Suppose that $f_n: \mathbb{R} \times [0,\infty) \to \mathbb{R}$ is a sequence of bounded variation functions such that there exists $C>0$: $|f_n| < C$ for every $n$ and, as $n \to \infty$, for $t>0$, \begin{equation} \tag{1} f_n(\cdot,t) \longrightarrow f(\cdot,t), \quad \text{in } L^1(\mathbb{R}). \end{equation} Let $x_n: [0,\infty) \to \mathbb{R} $ be a sequence of absolutely continuous functions that satisfies \begin{equation} \tag{2} \frac{d}{dt} x_n(t) = f_n(x_n(t),t), \quad \text{a.e.} - t, \; x_n(0)=0, \end{equation} and $x_n(\cdot) \to x(\cdot)$ uniformly in any bounded interval in $[0,\infty)$, for some $x: [0,\infty) \to \mathbb{R} $.

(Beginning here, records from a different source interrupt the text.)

impl StoreInner {
    fn allocate_id(&mut self) -> FileId {
        self.next_id += 1;
        FileId::from_raw(self.next_id)
    }

    fn get(&self, root: &str, path: &AfsPath) -> Option<&Node> {
        self.nodes.get(&(root.to_string(), path.clone()))
    }

    fn item_type(&self, root: &str, path: &AfsPath) -> Option<ItemType> {
        if path.is_root() {
            return Some(ItemType::Folder);
        }
        self.get(root, path).map(Node::item_type)
    }

    fn require_parent_folder(&self, root: &str, path: &AfsPath) -> DoppelResult<()> {
        let parent = path.parent().unwrap_or_default();
        match self.item_type(root, &parent) {
            Some(ItemType::Folder) => Ok(()),
            Some(_) => Err(DoppelError::NotAFolder(display(root, &parent))),
            None => Err(DoppelError::NotFound(display(root, &parent))),
        }
    }

    /// Insert a new item; the parent must be a folder and the name free.
    fn insert_new(&mut self, root: &str, path: &AfsPath, node: Node) -> DoppelResult<()> {
        if path.is_root() || self.item_type(root, path).is_some() {
            return Err(DoppelError::TargetExists(display(root, path)));
        }
        self.require_parent_folder(root, path)?;
        self.nodes.insert((root.to_string(), path.clone()), node);
        Ok(())
    }

    fn children(&self, root: &str, folder: &AfsPath) -> Vec<(AfsPath, Node)> {
        self.nodes
            .iter()
            .filter(|((r, p), _)| r == root && p.parent().as_ref() == Some(folder))
            .map(|((_, p), n)| (p.clone(), n.clone()))
            .collect()
    }

    fn remove(&mut self, root: &str, path: &AfsPath, expected: ItemType) -> DoppelResult<()> {
        match self.item_type(root, path) {
            None => return Err(DoppelError::NotFound(display(root, path))),
            Some(t) if t != expected => {
                return Err(DoppelError::Other(format!("{} is a {t}, not a {expected}", display(root, path))))
            }
            Some(_) => {}
        }
        if expected == ItemType::Folder && !self.children(root, path).is_empty() {
            return Err(DoppelError::DirectoryNotEmpty(display(root, path)));
        }
        self.nodes.remove(&(root.to_string(), path.clone()));
        Ok(())
    }
}

fn display(root: &str, path: &AfsPath) -> String {
    AbstractPath::new(DeviceRoot::new(MEMORY_SCHEME, root), path.clone()).to_string()
}

/// Shared storage for `mem://` volumes
#[derive(Debug, Clone, Default)]
pub struct MemoryStore {
    inner: Arc<Mutex<StoreInner>>,
}

impl MemoryStore {
    pub fn new() -> Self {
        Self::default()
    }

    pub fn backend(&self, root: impl Into<String>) -> MemoryBackend {
        MemoryBackend {
            device: DeviceRoot::new(MEMORY_SCHEME, root),
            store: self.clone(),
            capabilities: StorageCapabilities {
                symlinks: true,
                file_ids: true,
                ..Default::default()
            },
            case_sensitive: true,
        }
    }

    /// Create a folder and any missing parents.
    pub fn add_folder(&self, root: &str, path: &str) {
        let mut inner = self.inner.lock();
        let mut current = AfsPath::root();
        for seg in AfsPath::new(path).segments() {
            current = current.join(seg);
            inner
                .nodes
                .entry((root.to_string(), current.clone()))
                .or_insert(Node {
                    data: NodeData::Folder,
                    mod_time: 0,
                    file_id: None,
                });
        }
    }

    /// Add a file with a fresh file id, creating parent folders.
    pub fn add_file(&self, root: &str, path: &str, content: &[u8], mod_time: i64) -> FileId {
        let id = self.inner.lock().allocate_id();
        self.add_file_with_id(root, path, content, mod_time, Some(id));
        id
    }

    pub fn add_file_with_id(&self, root: &str, path: &str, content: &[u8], mod_time: i64, file_id: Option<FileId>) {
        let path = AfsPath::new(path);
        if let Some(parent) = path.parent() {
            self.add_folder(root, parent.as_str());
        }
        self.inner.lock().nodes.insert(
            (root.to_string(), path),
            Node {
                data: NodeData::File(Arc::new(content.to_vec())),
                mod_time,
                file_id,
            },
        );
    }

    pub fn add_symlink(&self, root: &str, path: &str, target: &str, mod_time: i64) {
        let path = AfsPath::new(path);
        if let Some(parent) = path.parent() {
            self.add_folder(root, parent.as_str());
        }
        self.inner.lock().nodes.insert(
            (root.to_string(), path),
            Node {
                data: NodeData::Symlink(target.to_string()),
                mod_time,
                file_id: None,
            },
        );
    }

    /// Make listing `path` fail with permission denied.
    pub fn set_unreadable(&self, root: &str, path: &str) {
        self.inner.lock().unreadable.insert((root.to_string(), AfsPath::new(path)));
    }

    pub fn read_file(&self, root: &str, path: &str) -> Option<Vec<u8>> {
        match self.inner.lock().get(root, &AfsPath::new(path)).map(|n| n.data.clone()) {
            Some(NodeData::File(data)) => Some(data.as_ref().clone()),
            _ => None,
        }
    }

    pub fn item_type(&self, root: &str, path: &str) -> Option<ItemType> {
        self.inner.lock().item_type(root, &AfsPath::new(path))
    }

    pub fn mod_time(&self, root: &str, path: &str) -> Option<i64> {
        self.inner.lock().get(root, &AfsPath::new(path)).map(|n| n.mod_time)
    }

    /// All item paths below `root`, sorted.
    pub fn paths(&self, root: &str) -> Vec<String> {
        self.inner
            .lock()
            .nodes
            .keys()
            .filter(|(r, _)| r == root)
            .map(|(_, p)| p.as_str().to_string())
            .collect()
    }
}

Is the following claim true?

Claim. For a.e.-$t$, there exists a sequence $y_n$ such that, $y_n \ge x_n (t)$, $y_n \to x(t)$ and $$f_n(y_n,t) \to f(x(t)+,t),$$ where $f(x(t)+,t)$ stands for the right limit in the nomal sense.

**Remark.** This is an attempt to solve a slightly stronger version of this problem.